TASK GOAL:
Read the lines below. Copy out any that hold the string "Send".

[Stored data]
▬▬▬▬▬▬

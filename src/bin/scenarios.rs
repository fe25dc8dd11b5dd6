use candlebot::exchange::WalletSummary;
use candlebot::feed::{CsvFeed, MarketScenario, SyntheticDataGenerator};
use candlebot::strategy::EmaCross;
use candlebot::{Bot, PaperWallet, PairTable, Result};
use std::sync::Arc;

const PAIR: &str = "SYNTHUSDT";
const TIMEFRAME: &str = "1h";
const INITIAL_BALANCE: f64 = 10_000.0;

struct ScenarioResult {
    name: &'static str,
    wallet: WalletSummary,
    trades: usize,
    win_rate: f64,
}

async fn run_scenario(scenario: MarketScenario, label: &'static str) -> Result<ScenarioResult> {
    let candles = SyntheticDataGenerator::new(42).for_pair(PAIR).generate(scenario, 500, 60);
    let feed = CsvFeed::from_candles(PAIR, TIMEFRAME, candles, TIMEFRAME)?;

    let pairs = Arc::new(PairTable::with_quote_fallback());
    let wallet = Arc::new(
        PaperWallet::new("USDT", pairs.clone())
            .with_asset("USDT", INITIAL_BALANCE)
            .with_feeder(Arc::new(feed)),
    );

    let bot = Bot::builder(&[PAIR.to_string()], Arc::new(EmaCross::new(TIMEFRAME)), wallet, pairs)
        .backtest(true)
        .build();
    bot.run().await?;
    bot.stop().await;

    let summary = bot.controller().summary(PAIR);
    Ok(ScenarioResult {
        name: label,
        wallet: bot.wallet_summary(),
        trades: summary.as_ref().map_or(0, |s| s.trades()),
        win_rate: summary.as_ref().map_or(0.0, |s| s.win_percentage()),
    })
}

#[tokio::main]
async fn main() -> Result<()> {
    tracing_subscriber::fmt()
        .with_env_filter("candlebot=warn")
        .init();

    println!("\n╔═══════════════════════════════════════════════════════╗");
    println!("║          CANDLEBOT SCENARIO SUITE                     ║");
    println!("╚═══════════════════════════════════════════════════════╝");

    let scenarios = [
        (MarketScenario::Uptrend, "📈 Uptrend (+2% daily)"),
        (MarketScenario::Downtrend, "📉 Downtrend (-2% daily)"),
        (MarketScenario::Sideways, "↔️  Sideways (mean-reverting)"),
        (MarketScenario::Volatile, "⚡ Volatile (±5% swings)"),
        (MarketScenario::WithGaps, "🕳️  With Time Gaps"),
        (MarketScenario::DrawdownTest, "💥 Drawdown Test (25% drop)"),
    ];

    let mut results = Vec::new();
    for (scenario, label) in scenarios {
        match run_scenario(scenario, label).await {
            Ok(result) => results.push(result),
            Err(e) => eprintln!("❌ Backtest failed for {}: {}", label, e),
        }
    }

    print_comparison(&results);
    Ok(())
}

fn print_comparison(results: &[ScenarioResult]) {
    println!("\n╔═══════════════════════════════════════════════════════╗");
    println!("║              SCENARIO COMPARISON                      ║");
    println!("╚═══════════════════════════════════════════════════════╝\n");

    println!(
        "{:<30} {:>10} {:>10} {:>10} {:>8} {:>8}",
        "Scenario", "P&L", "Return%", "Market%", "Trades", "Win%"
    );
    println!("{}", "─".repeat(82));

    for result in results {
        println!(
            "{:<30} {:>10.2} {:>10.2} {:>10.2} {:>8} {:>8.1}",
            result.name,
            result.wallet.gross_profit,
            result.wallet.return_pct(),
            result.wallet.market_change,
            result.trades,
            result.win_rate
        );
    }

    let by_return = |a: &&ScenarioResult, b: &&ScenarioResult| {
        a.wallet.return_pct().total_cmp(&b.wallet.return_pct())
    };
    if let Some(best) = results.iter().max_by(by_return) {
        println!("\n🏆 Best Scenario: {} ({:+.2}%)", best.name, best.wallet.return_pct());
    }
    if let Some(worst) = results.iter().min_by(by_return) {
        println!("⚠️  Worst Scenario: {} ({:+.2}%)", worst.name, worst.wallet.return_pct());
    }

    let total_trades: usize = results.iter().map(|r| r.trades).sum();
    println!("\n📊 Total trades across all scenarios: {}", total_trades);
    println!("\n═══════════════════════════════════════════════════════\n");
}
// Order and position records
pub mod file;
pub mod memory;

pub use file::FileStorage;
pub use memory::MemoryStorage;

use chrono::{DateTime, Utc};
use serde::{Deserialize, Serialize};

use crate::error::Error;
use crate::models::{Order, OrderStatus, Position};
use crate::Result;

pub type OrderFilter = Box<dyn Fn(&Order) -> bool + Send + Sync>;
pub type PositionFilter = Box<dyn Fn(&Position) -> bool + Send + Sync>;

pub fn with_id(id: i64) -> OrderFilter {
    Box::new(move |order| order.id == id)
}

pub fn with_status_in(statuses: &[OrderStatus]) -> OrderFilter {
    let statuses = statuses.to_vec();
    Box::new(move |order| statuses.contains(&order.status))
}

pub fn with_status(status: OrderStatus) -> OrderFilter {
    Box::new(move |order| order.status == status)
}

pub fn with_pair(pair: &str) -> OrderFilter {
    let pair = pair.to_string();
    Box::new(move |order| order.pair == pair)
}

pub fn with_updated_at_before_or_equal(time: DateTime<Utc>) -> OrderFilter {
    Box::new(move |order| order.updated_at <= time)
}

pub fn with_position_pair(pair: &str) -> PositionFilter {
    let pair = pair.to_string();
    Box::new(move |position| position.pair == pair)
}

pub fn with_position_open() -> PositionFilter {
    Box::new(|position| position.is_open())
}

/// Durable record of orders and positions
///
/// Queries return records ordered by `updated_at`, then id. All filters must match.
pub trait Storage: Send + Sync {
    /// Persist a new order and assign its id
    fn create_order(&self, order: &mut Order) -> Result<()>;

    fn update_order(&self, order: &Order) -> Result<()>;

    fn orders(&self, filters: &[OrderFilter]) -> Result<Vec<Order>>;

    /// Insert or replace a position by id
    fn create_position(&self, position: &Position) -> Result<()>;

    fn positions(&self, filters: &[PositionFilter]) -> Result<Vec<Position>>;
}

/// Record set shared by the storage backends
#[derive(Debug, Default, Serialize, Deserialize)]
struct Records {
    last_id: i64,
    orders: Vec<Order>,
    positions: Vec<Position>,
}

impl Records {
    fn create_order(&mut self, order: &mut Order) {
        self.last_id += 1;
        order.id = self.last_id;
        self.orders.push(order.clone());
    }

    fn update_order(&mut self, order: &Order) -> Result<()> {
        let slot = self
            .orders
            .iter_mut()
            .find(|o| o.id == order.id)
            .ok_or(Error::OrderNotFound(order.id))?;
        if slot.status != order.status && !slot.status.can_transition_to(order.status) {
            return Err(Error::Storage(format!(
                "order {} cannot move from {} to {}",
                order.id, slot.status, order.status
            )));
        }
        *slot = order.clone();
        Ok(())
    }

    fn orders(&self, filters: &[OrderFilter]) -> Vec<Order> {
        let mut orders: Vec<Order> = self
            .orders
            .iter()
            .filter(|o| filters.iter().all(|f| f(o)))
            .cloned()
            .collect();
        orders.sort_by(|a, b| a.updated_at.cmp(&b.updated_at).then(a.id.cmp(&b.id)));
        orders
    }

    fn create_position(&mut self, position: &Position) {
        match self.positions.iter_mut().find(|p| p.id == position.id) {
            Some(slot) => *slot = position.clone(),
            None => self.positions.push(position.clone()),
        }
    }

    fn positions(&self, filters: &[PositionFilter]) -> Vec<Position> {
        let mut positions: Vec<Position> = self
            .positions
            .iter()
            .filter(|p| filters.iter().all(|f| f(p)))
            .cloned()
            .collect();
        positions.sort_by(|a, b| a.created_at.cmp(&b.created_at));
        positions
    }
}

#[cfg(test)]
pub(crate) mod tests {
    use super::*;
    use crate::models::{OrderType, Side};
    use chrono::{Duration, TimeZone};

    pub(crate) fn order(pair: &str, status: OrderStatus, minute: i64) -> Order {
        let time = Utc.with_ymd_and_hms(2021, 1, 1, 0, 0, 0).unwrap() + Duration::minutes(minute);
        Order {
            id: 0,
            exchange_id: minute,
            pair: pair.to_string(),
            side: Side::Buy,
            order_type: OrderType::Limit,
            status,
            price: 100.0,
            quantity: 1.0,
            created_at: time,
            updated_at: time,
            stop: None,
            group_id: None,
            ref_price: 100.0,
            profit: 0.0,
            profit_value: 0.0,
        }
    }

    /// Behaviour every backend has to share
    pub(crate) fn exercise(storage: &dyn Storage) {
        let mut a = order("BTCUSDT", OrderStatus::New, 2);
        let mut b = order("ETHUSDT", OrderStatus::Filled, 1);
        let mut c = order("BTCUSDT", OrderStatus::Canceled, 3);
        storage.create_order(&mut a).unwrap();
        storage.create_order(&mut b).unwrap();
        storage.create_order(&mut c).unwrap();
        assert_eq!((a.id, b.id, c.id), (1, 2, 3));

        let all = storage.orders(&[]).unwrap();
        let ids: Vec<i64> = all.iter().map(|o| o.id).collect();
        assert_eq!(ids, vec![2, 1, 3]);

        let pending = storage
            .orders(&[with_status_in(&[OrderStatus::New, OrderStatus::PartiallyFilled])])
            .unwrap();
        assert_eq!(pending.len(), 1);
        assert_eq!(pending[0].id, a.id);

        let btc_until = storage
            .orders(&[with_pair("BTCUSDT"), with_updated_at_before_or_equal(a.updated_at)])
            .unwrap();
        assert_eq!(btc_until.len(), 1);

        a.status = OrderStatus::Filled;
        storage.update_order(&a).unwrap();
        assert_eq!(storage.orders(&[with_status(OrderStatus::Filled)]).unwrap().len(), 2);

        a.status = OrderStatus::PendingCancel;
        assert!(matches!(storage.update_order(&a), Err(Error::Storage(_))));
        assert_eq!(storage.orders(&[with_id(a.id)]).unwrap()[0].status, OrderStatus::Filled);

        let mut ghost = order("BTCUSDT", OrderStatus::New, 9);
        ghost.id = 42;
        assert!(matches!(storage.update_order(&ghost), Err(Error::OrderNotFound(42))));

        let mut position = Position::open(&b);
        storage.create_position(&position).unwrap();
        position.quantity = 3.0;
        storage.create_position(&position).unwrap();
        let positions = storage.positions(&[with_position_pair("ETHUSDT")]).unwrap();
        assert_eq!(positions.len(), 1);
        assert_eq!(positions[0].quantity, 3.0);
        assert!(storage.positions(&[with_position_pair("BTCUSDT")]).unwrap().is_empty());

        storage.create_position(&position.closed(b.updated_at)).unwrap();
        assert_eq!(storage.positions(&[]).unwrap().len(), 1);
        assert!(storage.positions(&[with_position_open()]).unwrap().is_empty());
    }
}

▬▬▬▬▬▬

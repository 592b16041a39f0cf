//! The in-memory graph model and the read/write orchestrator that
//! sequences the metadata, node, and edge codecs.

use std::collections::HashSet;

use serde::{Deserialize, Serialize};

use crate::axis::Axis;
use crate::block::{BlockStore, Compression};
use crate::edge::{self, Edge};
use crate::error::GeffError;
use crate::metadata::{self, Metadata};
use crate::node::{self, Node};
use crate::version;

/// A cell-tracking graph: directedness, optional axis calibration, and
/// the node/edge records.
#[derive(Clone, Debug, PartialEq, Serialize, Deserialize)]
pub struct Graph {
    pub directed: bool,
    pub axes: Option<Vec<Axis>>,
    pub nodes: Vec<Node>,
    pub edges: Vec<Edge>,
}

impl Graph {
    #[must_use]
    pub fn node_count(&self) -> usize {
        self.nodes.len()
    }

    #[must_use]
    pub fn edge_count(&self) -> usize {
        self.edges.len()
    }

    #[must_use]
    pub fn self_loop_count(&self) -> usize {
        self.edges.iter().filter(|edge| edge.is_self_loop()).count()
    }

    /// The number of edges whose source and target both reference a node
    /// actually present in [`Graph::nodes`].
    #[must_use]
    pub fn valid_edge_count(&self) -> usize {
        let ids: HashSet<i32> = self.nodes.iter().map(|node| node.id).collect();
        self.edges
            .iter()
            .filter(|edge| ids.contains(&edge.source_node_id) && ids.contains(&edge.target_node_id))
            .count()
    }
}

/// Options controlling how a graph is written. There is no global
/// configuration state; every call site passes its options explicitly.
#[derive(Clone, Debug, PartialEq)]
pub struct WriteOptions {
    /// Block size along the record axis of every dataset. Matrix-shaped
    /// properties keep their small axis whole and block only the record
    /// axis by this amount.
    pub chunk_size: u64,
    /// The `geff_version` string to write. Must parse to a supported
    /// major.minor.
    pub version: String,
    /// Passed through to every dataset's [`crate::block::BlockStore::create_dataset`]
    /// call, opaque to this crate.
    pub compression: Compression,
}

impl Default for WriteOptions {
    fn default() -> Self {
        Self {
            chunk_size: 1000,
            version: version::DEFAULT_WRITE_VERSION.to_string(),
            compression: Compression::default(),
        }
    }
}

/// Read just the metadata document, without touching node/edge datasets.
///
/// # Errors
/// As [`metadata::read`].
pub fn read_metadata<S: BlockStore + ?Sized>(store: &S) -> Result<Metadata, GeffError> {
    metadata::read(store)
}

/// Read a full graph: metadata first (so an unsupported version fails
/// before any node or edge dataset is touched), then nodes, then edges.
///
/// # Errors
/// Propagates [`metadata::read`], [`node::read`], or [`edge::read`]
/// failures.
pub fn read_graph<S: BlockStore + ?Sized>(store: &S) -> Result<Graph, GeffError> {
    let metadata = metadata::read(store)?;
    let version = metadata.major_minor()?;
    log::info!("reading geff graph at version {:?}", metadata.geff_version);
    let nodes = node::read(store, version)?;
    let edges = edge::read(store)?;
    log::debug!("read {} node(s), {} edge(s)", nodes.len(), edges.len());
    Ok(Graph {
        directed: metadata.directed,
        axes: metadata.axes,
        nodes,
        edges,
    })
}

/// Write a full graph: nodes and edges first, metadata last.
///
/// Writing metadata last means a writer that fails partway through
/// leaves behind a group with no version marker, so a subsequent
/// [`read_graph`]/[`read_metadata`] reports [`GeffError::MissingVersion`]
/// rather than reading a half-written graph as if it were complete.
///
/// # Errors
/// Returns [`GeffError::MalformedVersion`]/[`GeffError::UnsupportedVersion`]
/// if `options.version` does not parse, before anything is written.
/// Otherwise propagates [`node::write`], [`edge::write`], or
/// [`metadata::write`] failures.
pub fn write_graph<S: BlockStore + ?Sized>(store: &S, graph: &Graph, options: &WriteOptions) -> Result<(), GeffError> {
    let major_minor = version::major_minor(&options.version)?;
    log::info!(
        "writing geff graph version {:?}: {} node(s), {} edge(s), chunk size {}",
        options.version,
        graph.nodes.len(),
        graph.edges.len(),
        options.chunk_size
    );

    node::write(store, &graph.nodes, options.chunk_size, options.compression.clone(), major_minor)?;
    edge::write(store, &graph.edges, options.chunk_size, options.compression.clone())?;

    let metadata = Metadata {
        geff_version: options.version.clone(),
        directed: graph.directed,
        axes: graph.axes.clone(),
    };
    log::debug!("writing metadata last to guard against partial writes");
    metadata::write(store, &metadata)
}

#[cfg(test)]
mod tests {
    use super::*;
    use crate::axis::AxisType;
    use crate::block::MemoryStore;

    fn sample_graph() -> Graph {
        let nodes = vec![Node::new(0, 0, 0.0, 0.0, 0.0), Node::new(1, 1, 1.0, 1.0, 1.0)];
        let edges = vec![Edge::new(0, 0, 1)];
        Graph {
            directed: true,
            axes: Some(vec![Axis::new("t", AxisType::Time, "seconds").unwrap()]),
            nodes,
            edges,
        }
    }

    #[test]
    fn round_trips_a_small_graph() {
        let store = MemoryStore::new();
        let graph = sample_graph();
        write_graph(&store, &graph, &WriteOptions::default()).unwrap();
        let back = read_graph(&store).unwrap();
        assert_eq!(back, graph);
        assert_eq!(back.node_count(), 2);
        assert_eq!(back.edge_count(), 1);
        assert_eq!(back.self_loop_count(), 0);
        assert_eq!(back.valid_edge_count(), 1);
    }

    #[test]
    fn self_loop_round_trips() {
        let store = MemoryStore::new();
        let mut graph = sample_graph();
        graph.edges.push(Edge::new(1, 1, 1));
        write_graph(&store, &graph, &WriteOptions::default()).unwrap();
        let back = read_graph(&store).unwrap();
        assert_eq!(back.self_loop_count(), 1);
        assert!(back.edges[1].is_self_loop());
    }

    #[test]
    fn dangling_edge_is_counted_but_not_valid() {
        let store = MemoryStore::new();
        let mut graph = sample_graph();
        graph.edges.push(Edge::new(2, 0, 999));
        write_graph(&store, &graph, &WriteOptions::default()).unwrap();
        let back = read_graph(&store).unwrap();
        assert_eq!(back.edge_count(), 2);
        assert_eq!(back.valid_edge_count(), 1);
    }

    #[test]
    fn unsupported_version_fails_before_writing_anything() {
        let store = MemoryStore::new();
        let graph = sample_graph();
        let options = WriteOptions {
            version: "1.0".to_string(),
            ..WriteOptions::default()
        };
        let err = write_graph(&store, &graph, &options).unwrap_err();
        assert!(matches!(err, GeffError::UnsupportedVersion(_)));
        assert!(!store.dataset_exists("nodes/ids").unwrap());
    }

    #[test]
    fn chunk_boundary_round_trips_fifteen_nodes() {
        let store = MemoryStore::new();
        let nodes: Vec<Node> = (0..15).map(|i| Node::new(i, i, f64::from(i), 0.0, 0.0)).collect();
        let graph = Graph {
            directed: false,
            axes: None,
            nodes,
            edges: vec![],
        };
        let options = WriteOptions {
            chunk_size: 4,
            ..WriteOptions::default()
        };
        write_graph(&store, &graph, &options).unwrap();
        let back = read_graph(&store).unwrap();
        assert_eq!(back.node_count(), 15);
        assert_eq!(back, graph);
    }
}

▬▬▬▬▬▬

ANSWER TO THIS PROBLEM:
pub type OrderFilter = Box<dyn Fn(&Order) -> bool + Send + Sync>;
pub type PositionFilter = Box<dyn Fn(&Position) -> bool + Send + Sync>;
pub trait Storage: Send + Sync {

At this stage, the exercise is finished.